* **REQUIRED ACTION**
Working from the listing below, pick each line containing the word "falls" and copy it.

* **INFORMATION GIVEN**

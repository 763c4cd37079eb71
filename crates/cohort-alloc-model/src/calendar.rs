// Copyright (c) 2025 Felix Kahle.
//
// Permission is hereby granted, free of charge, to any person obtaining
// a copy of this software and associated documentation files (the
// "Software"), to deal in the Software without restriction, including
// without limitation the rights to use, copy, modify, merge, publish,
// distribute, sublicense, and/or sell copies of the Software, and to
// permit persons to whom the Software is furnished to do so, subject to
// the following conditions:
//
// The above copyright notice and this permission notice shall be
// included in all copies or substantial portions of the Software.
//
// THE SOFTWARE IS PROVIDED "AS IS", WITHOUT WARRANTY OF ANY KIND,
// EXPRESS OR IMPLIED, INCLUDING BUT NOT LIMITED TO THE WARRANTIES OF
// MERCHANTABILITY, FITNESS FOR A PARTICULAR PURPOSE AND
// NONINFRINGEMENT. IN NO EVENT SHALL THE AUTHORS OR COPYRIGHT HOLDERS BE
// LIABLE FOR ANY CLAIM, DAMAGES OR OTHER LIABILITY, WHETHER IN AN ACTION
// OF CONTRACT, TORT OR OTHERWISE, ARISING FROM, OUT OF OR IN CONNECTION
// WITH THE SOFTWARE OR THE USE OR OTHER DEALINGS IN THE SOFTWARE.

//! Weekday alignment between two polls.
//!
//! Facilitators and participants are often polled separately, with the
//! facilitator poll covering a different (usually earlier) week. Availability
//! only lines up once each facilitator date is moved onto the participant date
//! that falls on the same weekday.

use chrono::{Datelike, NaiveDate, NaiveDateTime, Weekday};
use std::{collections::HashMap, fmt::Display};

#[derive(Debug, Clone, Copy, PartialEq, Eq)]
pub struct MissingWeekdayError {
    date: NaiveDate,
}

impl MissingWeekdayError {
    #[inline]
    pub fn date(&self) -> NaiveDate {
        self.date
    }

    #[inline]
    pub fn weekday(&self) -> Weekday {
        self.date.weekday()
    }
}

impl Display for MissingWeekdayError {
    fn fmt(&self, f: &mut std::fmt::Formatter<'_>) -> std::fmt::Result {
        write!(
            f,
            "No participant date falls on {} (facilitator date {})",
            self.date.weekday(),
            self.date
        )
    }
}

impl std::error::Error for MissingWeekdayError {}

#[derive(Debug, Clone, Copy, PartialEq, Eq)]
pub struct AmbiguousWeekdayError {
    first: NaiveDate,
    second: NaiveDate,
}

impl AmbiguousWeekdayError {
    #[inline]
    pub fn first(&self) -> NaiveDate {
        self.first
    }

    #[inline]
    pub fn second(&self) -> NaiveDate {
        self.second
    }
}

impl Display for AmbiguousWeekdayError {
    fn fmt(&self, f: &mut std::fmt::Formatter<'_>) -> std::fmt::Result {
        write!(
            f,
            "Dates {} and {} are both a {}",
            self.first,
            self.second,
            self.first.weekday()
        )
    }
}

impl std::error::Error for AmbiguousWeekdayError {}

#[derive(Debug, Clone, Copy, PartialEq, Eq)]
pub enum AlignmentError {
    MissingWeekday(MissingWeekdayError),
    AmbiguousWeekday(AmbiguousWeekdayError),
}

impl Display for AlignmentError {
    fn fmt(&self, f: &mut std::fmt::Formatter<'_>) -> std::fmt::Result {
        match self {
            AlignmentError::MissingWeekday(e) => write!(f, "{e}"),
            AlignmentError::AmbiguousWeekday(e) => write!(f, "{e}"),
        }
    }
}

impl std::error::Error for AlignmentError {}

impl From<MissingWeekdayError> for AlignmentError {
    fn from(value: MissingWeekdayError) -> Self {
        AlignmentError::MissingWeekday(value)
    }
}

impl From<AmbiguousWeekdayError> for AlignmentError {
    fn from(value: AmbiguousWeekdayError) -> Self {
        AlignmentError::AmbiguousWeekday(value)
    }
}

fn by_weekday(dates: &[NaiveDate]) -> Result<HashMap<Weekday, NaiveDate>, AmbiguousWeekdayError> {
    let mut out = HashMap::with_capacity(dates.len());
    for &d in dates {
        if let Some(&first) = out.get(&d.weekday())
            && first != d
        {
            return Err(AmbiguousWeekdayError { first, second: d });
        }
        out.insert(d.weekday(), d);
    }
    Ok(out)
}

/// A bijective facilitator-date to participant-date mapping.
#[derive(Debug, Clone, PartialEq, Eq)]
pub struct DateAlignment {
    map: HashMap<NaiveDate, NaiveDate>,
}

impl DateAlignment {
    /// Pairs every facilitator date with the participant date on the same weekday.
    ///
    /// Repeating the exact same date is harmless; two different dates on one
    /// weekday on either side is rejected.
    pub fn new(
        facilitator_dates: &[NaiveDate],
        participant_dates: &[NaiveDate],
    ) -> Result<Self, AlignmentError> {
        let targets = by_weekday(participant_dates)?;
        by_weekday(facilitator_dates)?;

        let mut map = HashMap::with_capacity(facilitator_dates.len());
        for &d in facilitator_dates {
            let target = targets
                .get(&d.weekday())
                .ok_or(MissingWeekdayError { date: d })?;
            map.insert(d, *target);
        }
        Ok(Self { map })
    }

    #[inline]
    pub fn len(&self) -> usize {
        self.map.len()
    }

    #[inline]
    pub fn is_empty(&self) -> bool {
        self.map.is_empty()
    }

    #[inline]
    pub fn target(&self, date: NaiveDate) -> Option<NaiveDate> {
        self.map.get(&date).copied()
    }

    /// Moves `at` onto the aligned date, keeping the time of day.
    pub fn remap(&self, at: NaiveDateTime) -> Result<NaiveDateTime, MissingWeekdayError> {
        match self.map.get(&at.date()) {
            Some(d) => Ok(d.and_time(at.time())),
            None => Err(MissingWeekdayError { date: at.date() }),
        }
    }
}

#[cfg(test)]
mod tests {
    use super::*;
    use chrono::NaiveTime;

    fn d(y: i32, m: u32, day: u32) -> NaiveDate {
        NaiveDate::from_ymd_opt(y, m, day).unwrap()
    }

    #[test]
    fn test_aligns_by_weekday() {
        // Mon/Wed one week, Wed/Mon the next.
        let fac = [d(2024, 3, 4), d(2024, 3, 6)];
        let part = [d(2024, 3, 13), d(2024, 3, 11)];
        let a = DateAlignment::new(&fac, &part).unwrap();
        assert_eq!(a.len(), 2);
        assert_eq!(a.target(d(2024, 3, 4)), Some(d(2024, 3, 11)));
        assert_eq!(a.target(d(2024, 3, 6)), Some(d(2024, 3, 13)));
    }

    #[test]
    fn test_remap_keeps_time_of_day() {
        let a = DateAlignment::new(&[d(2024, 3, 4)], &[d(2024, 3, 11)]).unwrap();
        let t = NaiveTime::from_hms_opt(9, 30, 0).unwrap();
        assert_eq!(
            a.remap(d(2024, 3, 4).and_time(t)).unwrap(),
            d(2024, 3, 11).and_time(t)
        );
        assert!(a.remap(d(2024, 3, 5).and_time(t)).is_err());
    }

    #[test]
    fn test_missing_weekday_is_an_error() {
        // Tuesday has no counterpart.
        let err = DateAlignment::new(&[d(2024, 3, 5)], &[d(2024, 3, 11)]).unwrap_err();
        assert_eq!(
            err,
            AlignmentError::MissingWeekday(MissingWeekdayError {
                date: d(2024, 3, 5)
            })
        );
    }

    #[test]
    fn test_duplicate_weekday_is_ambiguous() {
        let err =
            DateAlignment::new(&[d(2024, 3, 4)], &[d(2024, 3, 11), d(2024, 3, 18)]).unwrap_err();
        assert!(matches!(err, AlignmentError::AmbiguousWeekday(_)));

        let err =
            DateAlignment::new(&[d(2024, 3, 4), d(2024, 3, 11)], &[d(2024, 3, 18)]).unwrap_err();
        assert!(matches!(err, AlignmentError::AmbiguousWeekday(_)));
    }
}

* **RESULT OF THE TASK**
//! that falls on the same weekday.
            "No participant date falls on {} (facilitator date {})",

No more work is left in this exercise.